Bishop Street Without, Bishop Street Within

by Fionnuala Kearney

I’m yanked by a chain from my navel up Bishop Street hill, 

past my long gone mother – all grande dame poise, slayer 

of the wrong kind of priest – to the bombed-out gap 

 

where my gran’s house stood. I comb the rubble searching 

for her, masonry chalk on my lips, hair, 

in my lungs, until, I’m a dust ghost of her. 

 

Now I know her victory: all six children survived. 

Her battle was a hustle in butter, sugar, whatever 

could scrape a few coins to put spuds in their mouths. 

 

She’d shoosh them under stairs as boots stormed past, 

rattling doors in their frames; hear scuttle of grenade 

over cobbles; glimpse the shivering shadow 

 

of the man clutching the pin. And after the boom 

and quake, coated in dust, she’d gag as the rust-tang of 

blood hit the back of her throat from a form, 

 

familiar, slumped in the gutter. Grit and grief’s spores 

inhaled, osmosed to her unborn girl and deeper 

to the egg of me.

Reproduced with kind permission of the author. Written at a Poetry as Commemoration workshop in the Verbal Arts Centre Derry led by writer Maria McManus in November 2022.
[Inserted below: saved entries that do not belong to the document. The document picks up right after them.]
use futures_util::Stream;
use std::{
    collections::BTreeMap,
    future::Future,
    pin::Pin,
    task::{Context, Poll},
    time::{Duration, Instant},
};
use tokio::time::{self, Sleep};

/// Handle to a scheduled entry, usable to cancel it.
#[derive(Clone, Copy, Ord, PartialOrd, Eq, PartialEq, Debug)]
pub(crate) struct Timeout {
    at: Instant,
    seq: u64,
}

/// Deadline queue multiplexing any number of scheduled values over a single
/// sleep, exposed as a `Stream` that yields each value at its deadline.
///
/// With no entries scheduled the stream yields `None`; callers guard their
/// `select!` arm with [`Timer::is_empty`].
pub(crate) struct Timer<T> {
    queue: BTreeMap<Timeout, T>,
    // Sleep armed for the head of the queue. Rebuilt whenever the head
    // changes; only touched inside `poll_next` so the timer can be used
    // outside a runtime until it is first polled.
    armed: Option<(Timeout, Pin<Box<Sleep>>)>,
    next_seq: u64,
}

impl<T> Timer<T> {
    pub fn new() -> Self {
        Self {
            queue: BTreeMap::new(),
            armed: None,
            next_seq: 0,
        }
    }

    pub fn is_empty(&self) -> bool {
        self.queue.is_empty()
    }

    pub fn schedule_in(&mut self, delay: Duration, value: T) -> Timeout {
        self.schedule_at(Instant::now() + delay, value)
    }

    pub fn schedule_at(&mut self, at: Instant, value: T) -> Timeout {
        let key = Timeout {
            at,
            seq: self.next_seq,
        };
        self.next_seq = self.next_seq.wrapping_add(1);
        self.queue.insert(key, value);

        key
    }

    /// Remove a scheduled entry. Returns false if it already fired or was
    /// cancelled before.
    pub fn cancel(&mut self, timeout: Timeout) -> bool {
        if let Some((armed, _)) = &self.armed {
            if *armed == timeout {
                self.armed = None;
            }
        }

        self.queue.remove(&timeout).is_some()
    }

    /// Drop every scheduled entry.
    pub fn clear(&mut self) {
        self.queue.clear();
        self.armed = None;
    }
}

impl<T: Unpin> Stream for Timer<T> {
    type Item = T;

    fn poll_next(self: Pin<&mut Self>, cx: &mut Context<'_>) -> Poll<Option<Self::Item>> {
        let this = self.get_mut();

        loop {
            let head = match this.queue.keys().next() {
                Some(head) => *head,
                None => {
                    this.armed = None;
                    return Poll::Ready(None);
                }
            };

            match &mut this.armed {
                Some((armed, sleep)) if *armed == head => {
                    match sleep.as_mut().poll(cx) {
                        Poll::Ready(()) => {
                            this.armed = None;
                            let value = this.queue.remove(&head);
                            debug_assert!(value.is_some());
                            return Poll::Ready(value);
                        }
                        Poll::Pending => return Poll::Pending,
                    }
                }
                _ => {
                    // Head changed since we last armed (new earlier entry or
                    // cancellation); re-arm and poll again.
                    this.armed = Some((head, Box::pin(time::sleep_until(head.at.into()))));
                }
            }
        }
    }
}

#[cfg(test)]
mod tests {
    use super::*;
    use futures_util::StreamExt;

    #[tokio::test(start_paused = true)]
    async fn fires_in_deadline_order() {
        let mut timer = Timer::new();

        timer.schedule_in(Duration::from_secs(2), "second");
        timer.schedule_in(Duration::from_secs(1), "first");
        timer.schedule_in(Duration::from_secs(3), "third");

        assert_eq!(timer.next().await, Some("first"));
        assert_eq!(timer.next().await, Some("second"));
        assert_eq!(timer.next().await, Some("third"));
        assert!(timer.is_empty());
    }

    #[tokio::test(start_paused = true)]
    async fn cancelled_entries_never_fire() {
        let mut timer = Timer::new();

        let doomed = timer.schedule_in(Duration::from_secs(1), "doomed");
        timer.schedule_in(Duration::from_secs(2), "kept");

        assert!(timer.cancel(doomed));
        assert!(!timer.cancel(doomed));

        assert_eq!(timer.next().await, Some("kept"));
    }

    #[tokio::test(start_paused = true)]
    async fn earlier_entry_preempts_armed_head() {
        let mut timer = Timer::new();

        timer.schedule_in(Duration::from_secs(10), "late");

        // Arm the head by polling once.
        tokio::select! {
            biased;
            _ = timer.next() => panic!("nothing should fire yet"),
            _ = tokio::time::sleep(Duration::from_millis(10)) => {}
        }

        timer.schedule_in(Duration::from_secs(1), "early");

        assert_eq!(timer.next().await, Some("early"));
        assert_eq!(timer.next().await, Some("late"));
    }

    #[tokio::test]
    async fn empty_timer_ends_the_stream() {
        let mut timer: Timer<&str> = Timer::new();

        assert_eq!(timer.next().await, None);
    }

    #[tokio::test(start_paused = true)]
    async fn clear_discards_everything() {
        let mut timer = Timer::new();

        timer.schedule_in(Duration::from_secs(1), "a");
        timer.schedule_in(Duration::from_secs(2), "b");
        timer.clear();

        assert!(timer.is_empty());
        assert_eq!(timer.next().await, None);
    }
}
From the author: Bishop Street Without, Bishop Street Within was written as a result of Poetry as Commemoration workshops facilitated in Derry. I was inspired to write this poem on discovering that Bishop Street, which straddles the Derry Walls (hence Bishop Street Without and Bishop Street Within), was a location at the heart of the Derry Riots of June 1920. Although my own family has no historical links to Derry or these riots, I was interested in the experience of females – particularly mothers – during this unrest. I am intrigued by our need for concrete artefacts to connect with the past, and how there may also be a direct biological link to events a century ago through the female line.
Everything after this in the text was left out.